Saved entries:
++++++++

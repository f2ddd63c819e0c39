use crate::color::Rgb;
use crate::{FIELD_HEIGHT, FIELD_WIDTH, TICKS_PER_SECOND};

/// Fraction of the field height where the danger zone begins
pub const DANGER_THRESHOLD: f64 = 0.7;

/// Logical size of the playing field
#[derive(Debug, Clone, Copy, PartialEq)]
pub struct FieldDims {
    pub width: f64,
    pub height: f64,
}

impl FieldDims {
    pub fn new(width: f64, height: f64) -> Self {
        Self { width, height }
    }

    pub fn center(&self) -> (f64, f64) {
        ((self.width / 2.0).floor(), (self.height / 2.0).floor())
    }

    pub fn danger_line(&self) -> f64 {
        self.height * DANGER_THRESHOLD
    }
}

impl Default for FieldDims {
    fn default() -> Self {
        Self::new(FIELD_WIDTH, FIELD_HEIGHT)
    }
}

#[derive(Debug, Clone, Copy, PartialEq, Eq, Hash, PartialOrd, Ord)]
pub struct EntityId(pub u64);

/// A character falling down the field
#[derive(Debug, Clone, PartialEq)]
pub struct FallingEntity {
    pub id: EntityId,
    pub character: char,
    pub x: f64,
    pub y: f64,
    pub speed: f64,
    pub color: Rgb,
    pub scale: f64,
    pub rotation: f64,
}

impl FallingEntity {
    pub fn new(id: EntityId, character: char, x: f64, speed: f64) -> Self {
        Self {
            id,
            character,
            x,
            y: 0.0,
            speed,
            color: Rgb::WHITE,
            scale: 1.0,
            rotation: 0.0,
        }
    }
}

/// An entity that fell past the bottom edge this tick
#[derive(Debug, Clone, Copy, PartialEq)]
pub struct Escaped {
    pub x: f64,
}

/// Owns the live entities in spawn order
#[derive(Debug, Clone, Default)]
pub struct EntityField {
    dims: FieldDims,
    entities: Vec<FallingEntity>,
}

impl EntityField {
    pub fn new(dims: FieldDims) -> Self {
        Self {
            dims,
            entities: Vec::new(),
        }
    }

    pub fn dims(&self) -> FieldDims {
        self.dims
    }

    pub fn entities(&self) -> &[FallingEntity] {
        &self.entities
    }

    pub fn len(&self) -> usize {
        self.entities.len()
    }

    pub fn is_empty(&self) -> bool {
        self.entities.is_empty()
    }

    pub fn insert(&mut self, entity: FallingEntity) {
        self.entities.push(entity);
    }

    /// Remove and return the first entity (in spawn order) showing `character`.
    pub fn take_first(&mut self, character: char) -> Option<FallingEntity> {
        let idx = self.entities.iter().position(|e| e.character == character)?;
        Some(self.entities.remove(idx))
    }

    /// Move every entity down by its speed, refresh its appearance and
    /// remove the ones that left the field. `tick` is the session tick counter.
    pub fn advance_tick(&mut self, tick: u64, letter_effects: bool) -> Vec<Escaped> {
        let danger_line = self.dims.danger_line();
        let height = self.dims.height;
        let (rotation, scale) = if letter_effects {
            wobble(tick)
        } else {
            (0.0, 1.0)
        };

        let mut dropped = Vec::new();
        self.entities.retain_mut(|entity| {
            entity.y += entity.speed;
            if entity.y > danger_line {
                entity.color = Rgb::danger((entity.y - danger_line) / (height - danger_line));
            }
            entity.rotation = rotation;
            entity.scale = scale;

            if entity.y > height {
                dropped.push(Escaped { x: entity.x });
                false
            } else {
                true
            }
        });
        dropped
    }
}

/// Letter rotation (degrees) and scale for a given tick
fn wobble(tick: u64) -> (f64, f64) {
    let t_ms = tick as f64 * 1000.0 / TICKS_PER_SECOND as f64;
    ((t_ms * 0.003).sin() * 10.0, 1.0 + (t_ms * 0.005).sin() * 0.1)
}
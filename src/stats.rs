use chrono::{DateTime, Local};
use serde::{Deserialize, Serialize};
use std::cell::RefCell;
use std::collections::BTreeMap;
use std::fs;
use std::io;
use std::path::{Path, PathBuf};
use std::rc::Rc;
use thiserror::Error;
use tracing::{debug, warn};

use crate::app_dirs::AppDirs;
use crate::difficulty::DifficultyCatalog;
use crate::session::SessionStats;

const LAST_SESSION_FORMAT: &str = "%Y-%m-%d %H:%M:%S";

#[derive(Debug, Error)]
pub enum StatsError {
    #[error("failed to write statistics: {0}")]
    Io(#[from] io::Error),

    #[error("failed to encode statistics: {0}")]
    Json(#[from] serde_json::Error),
}

/// Aggregate record that survives across sessions and restarts
#[derive(Debug, Clone, Serialize, Deserialize, PartialEq)]
pub struct LifetimeStats {
    pub total_games: u32,
    /// Whole seconds spent in finished sessions
    pub total_time: u64,
    pub best_scores: BTreeMap<String, u32>,
    pub average_accuracy: u32,
    pub total_keys_pressed: u64,
    pub correct_keys_pressed: u64,
    pub longest_combo: u32,
    pub last_session: Option<String>,
}

impl LifetimeStats {
    /// Zeroed record with a best-score slot for every profile in the catalog
    pub fn for_catalog(catalog: &DifficultyCatalog) -> Self {
        Self {
            total_games: 0,
            total_time: 0,
            best_scores: catalog
                .names()
                .into_iter()
                .map(|name| (name.to_string(), 0))
                .collect(),
            average_accuracy: 0,
            total_keys_pressed: 0,
            correct_keys_pressed: 0,
            longest_combo: 0,
            last_session: None,
        }
    }

    pub fn best_score(&self, difficulty: &str) -> u32 {
        self.best_scores.get(difficulty).copied().unwrap_or(0)
    }

    /// Fold a finished session into the lifetime totals.
    pub fn record_session(
        &mut self,
        difficulty: &str,
        session: &SessionStats,
        ended_at: DateTime<Local>,
    ) {
        let elapsed = (ended_at - session.started_at).num_seconds().max(0) as u64;

        self.total_games += 1;
        self.total_time += elapsed;

        let best = self.best_scores.entry(difficulty.to_string()).or_insert(0);
        *best = (*best).max(session.score);

        self.longest_combo = self.longest_combo.max(session.max_combo);
        self.total_keys_pressed += session.total_keys_pressed as u64;
        self.correct_keys_pressed += session.correct_keys_pressed as u64;
        self.average_accuracy =
            percentage(self.correct_keys_pressed, self.total_keys_pressed);
        self.last_session = Some(ended_at.format(LAST_SESSION_FORMAT).to_string());
    }

    /// Total play time as (hours, minutes)
    pub fn total_time_hm(&self) -> (u64, u64) {
        (self.total_time / 3600, (self.total_time % 3600) / 60)
    }
}

impl Default for LifetimeStats {
    fn default() -> Self {
        Self::for_catalog(&DifficultyCatalog::standard())
    }
}

/// `round(correct / max(1, total) * 100)`, halves rounding to even
pub fn percentage(correct: u64, total: u64) -> u32 {
    ((correct as f64 / total.max(1) as f64) * 100.0).round_ties_even() as u32
}

/// Load/save contract for the lifetime record
pub trait StatsStore {
    /// Never fails: a missing or unreadable record yields the zeroed default.
    fn load(&self) -> LifetimeStats;
    fn save(&self, stats: &LifetimeStats) -> Result<(), StatsError>;
}

/// JSON document on disk
#[derive(Debug, Clone)]
pub struct FileStatsStore {
    path: PathBuf,
}

impl FileStatsStore {
    #[allow(clippy::new_without_default)]
    pub fn new() -> Self {
        let path = AppDirs::stats_path().unwrap_or_else(|| PathBuf::from("letterfall_stats.json"));
        Self { path }
    }

    pub fn with_path<P: AsRef<Path>>(p: P) -> Self {
        Self {
            path: p.as_ref().to_path_buf(),
        }
    }
}

impl Default for FileStatsStore {
    fn default() -> Self {
        Self::new()
    }
}

impl StatsStore for FileStatsStore {
    fn load(&self) -> LifetimeStats {
        let bytes = match fs::read(&self.path) {
            Ok(bytes) => bytes,
            Err(e) => {
                debug!(path = %self.path.display(), error = %e, "no statistics on disk, starting fresh");
                return LifetimeStats::default();
            }
        };

        match serde_json::from_slice::<LifetimeStats>(&bytes) {
            Ok(stats) => stats,
            Err(e) => {
                warn!(path = %self.path.display(), error = %e, "statistics file is corrupt, using defaults");
                LifetimeStats::default()
            }
        }
    }

    fn save(&self, stats: &LifetimeStats) -> Result<(), StatsError> {
        if let Some(parent) = self.path.parent() {
            if !parent.as_os_str().is_empty() {
                fs::create_dir_all(parent)?;
            }
        }
        let data = serde_json::to_vec_pretty(stats)?;
        fs::write(&self.path, data)?;
        Ok(())
    }
}

/// In-process store. Clones share the same slot, so a test can keep a handle
/// after passing one into the game.
#[derive(Debug, Clone, Default)]
pub struct MemoryStatsStore {
    saved: Rc<RefCell<Option<LifetimeStats>>>,
    saves: Rc<RefCell<usize>>,
    fail_saves: bool,
}

impl MemoryStatsStore {
    pub fn new() -> Self {
        Self::default()
    }

    /// Store whose every save fails with an I/O error
    pub fn failing() -> Self {
        Self {
            fail_saves: true,
            ..Self::default()
        }
    }

    pub fn saved(&self) -> Option<LifetimeStats> {
        self.saved.borrow().clone()
    }

    pub fn save_count(&self) -> usize {
        *self.saves.borrow()
    }
}

impl StatsStore for MemoryStatsStore {
    fn load(&self) -> LifetimeStats {
        self.saved.borrow().clone().unwrap_or_default()
    }

    fn save(&self, stats: &LifetimeStats) -> Result<(), StatsError> {
        if self.fail_saves {
            return Err(StatsError::Io(io::Error::new(
                io::ErrorKind::PermissionDenied,
                "read-only store",
            )));
        }
        *self.saved.borrow_mut() = Some(stats.clone());
        *self.saves.borrow_mut() += 1;
        Ok(())
    }
}
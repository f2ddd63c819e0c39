pub mod screen;

use ratatui::{
    buffer::Buffer,
    layout::{Alignment, Rect},
    style::{Color, Modifier, Style},
    text::Line,
    widgets::{Paragraph, Widget},
};

use crate::{color::Rgb, field::FieldDims, game::Snapshot, particles::Particle};

const HORIZONTAL_MARGIN: u16 = 2;
const VERTICAL_MARGIN: u16 = 1;

impl Widget for &Snapshot<'_> {
    fn render(self, area: Rect, buf: &mut Buffer) {
        let theme = Theme::new(self.settings.dark_mode);
        buf.set_style(area, theme.base());
        screen::current_screen(self.phase).render(self, &theme, area, buf);
    }
}

/// Colours derived from the dark-mode setting
#[derive(Debug, Clone, Copy)]
pub struct Theme {
    pub background: Color,
    pub text: Color,
}

impl Theme {
    pub fn new(dark_mode: bool) -> Self {
        if dark_mode {
            Self {
                background: Color::Black,
                text: Color::White,
            }
        } else {
            Self {
                background: Color::White,
                text: Color::Black,
            }
        }
    }

    pub fn base(&self) -> Style {
        Style::default().bg(self.background).fg(self.text)
    }

    pub fn text(&self) -> Style {
        Style::default().fg(self.text)
    }

    /// Light colours from the HUD palette become unreadable on a white background.
    pub fn accent(&self, color: Color) -> Style {
        match (self.background, color) {
            (Color::White, Color::White) => self.text(),
            (Color::White, Color::Yellow) => Style::default().fg(Color::Rgb(180, 140, 0)),
            _ => Style::default().fg(color),
        }
    }
}

pub fn to_color(rgb: Rgb) -> Color {
    Color::Rgb(rgb.r, rgb.g, rgb.b)
}

/// Map a logical field position onto a terminal cell inside `area`.
pub fn field_to_cell(dims: FieldDims, area: Rect, x: f64, y: f64) -> Option<(u16, u16)> {
    if area.width == 0 || area.height == 0 {
        return None;
    }
    if x < 0.0 || y < 0.0 || x > dims.width || y > dims.height {
        return None;
    }
    let col = (x / dims.width * (area.width - 1) as f64).round();
    let row = (y / dims.height * (area.height - 1) as f64).round();
    Some((area.x + col as u16, area.y + row as u16))
}

/// Render a block of centered lines starting `top` rows into `area`.
pub fn render_centered(lines: Vec<Line<'_>>, top: u16, area: Rect, buf: &mut Buffer) {
    let inner = area.inner(ratatui::layout::Margin {
        horizontal: HORIZONTAL_MARGIN,
        vertical: VERTICAL_MARGIN,
    });
    if top >= inner.height {
        return;
    }
    let target = Rect {
        y: inner.y + top,
        height: inner.height - top,
        ..inner
    };
    Paragraph::new(lines)
        .alignment(Alignment::Center)
        .render(target, buf);
}

/// Particles fade from `*` to `.` as their life runs out.
pub fn render_particles(particles: &[Particle], dims: FieldDims, area: Rect, buf: &mut Buffer) {
    for particle in particles {
        let Some((x, y)) = field_to_cell(dims, area, particle.x, particle.y) else {
            continue;
        };

        let (symbol, style) = if particle.life > 0.6 {
            (
                "*",
                Style::default()
                    .fg(to_color(particle.color))
                    .add_modifier(Modifier::BOLD),
            )
        } else if particle.life > 0.3 {
            ("·", Style::default().fg(to_color(particle.color)))
        } else {
            (
                ".",
                Style::default()
                    .fg(to_color(particle.color))
                    .add_modifier(Modifier::DIM),
            )
        };

        if let Some(cell) = buf.cell_mut((x, y)) {
            cell.set_symbol(symbol);
            cell.set_style(style);
        }
    }
}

++++++++

Exercise requirements => Your job is to copy out every line from the records above that has the word "PathBuf".

Response to this exercise =>
use std::path::{Path, PathBuf};
    path: PathBuf,
        let path = AppDirs::stats_path().unwrap_or_else(|| PathBuf::from("letterfall_stats.json"));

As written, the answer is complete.